Ya, best of luck. @Pawan Goyal, do you know them? How?

- 1 year, 7 months ago

first part is too well known and trivial lol

Solution: Kinetic energy: $dK = \frac{1}{2} dm {(\frac{\partial y}{\partial t})}^2 = \frac{1}{2} \rho dx {(\frac{\partial y}{\partial t})}^2 \implies \frac{dK}{dx} = \frac{1}{2} \rho {(\frac{\partial y}{\partial t})}^2$ For potential energy, $dU = T(dl-dx) = \frac{1}{2} T dx {(\frac{\partial y}{\partial x})}^{2} \implies \frac{dU}{dx} = \frac{1}{2} \rho v^2 {(\frac{\partial y}{\partial x})}^{2}$ Adding the two, we get $\frac{dE}{dx} = \frac{1}{2} (\rho(\frac {\partial y}{\partial t})^2+T(\frac{\partial y}{\partial x})^2)$ and so $\boxed{E = \int_{x=0}^{L}{\frac{1}{2} (\rho(\frac {\partial y}{\partial t})^2+T(\frac{\partial y}{\partial x})^2)}dx}$This is in general true for any one-dimensional linear wave, transverse or longitudinal, propagating or non-propagating.

And for the second part

Let $y(x,t)=\sum_{n=1,\infty}y_n(x, t)$. Plug $\frac{\partial y}{\partial x}$ and $\frac{\partial y}{\partial t}$ in the energy equation.
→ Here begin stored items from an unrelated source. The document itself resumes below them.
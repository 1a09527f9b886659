//! cgen CLI
//!
//! This crate provides the command-line interface for cgen including:
//! - generate: Write completion scripts and man pages
//! - check: Validate a description file
//! - sample: Print a sample description

pub mod commands;

pub use commands::{Cli, Commands};
//! Generate command implementation
//!
//! Writes one completion script per shell and the man pages below the
//! output root, following the usual `share/` layout.

use cgen_core::CgenError;
use cgen_generators::{write_all, GeneratorRegistry, ManPageGenerator};
use cgen_parser::parse_file;
use cgen_types::Shell;
use clap::Args;
use std::path::PathBuf;
use tracing::{debug, info};

/// Generate command arguments
#[derive(Args, Debug)]
pub struct GenerateCommand {
    /// Description file
    #[arg(default_value = "cgen.yaml")]
    pub path: PathBuf,

    /// Output root; files are written under `share/`
    #[arg(short = 'o', long, default_value = ".")]
    pub out: PathBuf,

    /// Shell to generate for; repeat for several (default: all)
    #[arg(long = "shell", value_name = "SHELL")]
    pub shells: Vec<Shell>,

    /// Skip man pages
    #[arg(long)]
    pub no_man: bool,
}

impl GenerateCommand {
    /// Execute the generate command
    pub fn execute(&self) -> Result<(), CgenError> {
        info!("Generating completions from: {}", self.path.display());

        let cli = parse_file(&self.path)?;
        debug!(
            "Loaded '{}': {} command(s), {} global argument(s)",
            cli.name,
            cli.command_count(),
            cli.arguments.len()
        );

        let date = chrono::Local::now().format("%d-%b-%Y").to_string();
        let registry = self.registry(date);
        debug!("Targets: {}", registry.targets().join(", "));

        let written = write_all(&registry, &cli, &self.out)?;

        info!("✨ Wrote {} file(s) to {}", written.len(), self.out.display());
        for path in &written {
            debug!("  {}", path.display());
        }

        Ok(())
    }

    /// Generators selected by the flags
    fn registry(&self, date: String) -> GeneratorRegistry {
        let shells = if self.shells.is_empty() {
            Shell::all()
        } else {
            self.shells.as_slice()
        };

        let mut registry = GeneratorRegistry::with_shells(shells);
        if !self.no_man {
            registry.register(Box::new(ManPageGenerator::new(date)));
        }
        registry
    }
}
You should be able to show that $\int_{x=0}^{L}{\frac{\partial y_a}{\partial x} \cdot \frac{\partial y_b}{\partial x}}\ dx = 0$ if $a \neq b$ and likewise for $t$. Then, the only terms that remain are the squared terms, and the answer is immediate.

Overall this question is quite easy and almost everybody would get a full score in this one.

- 9 months, 3 weeks ago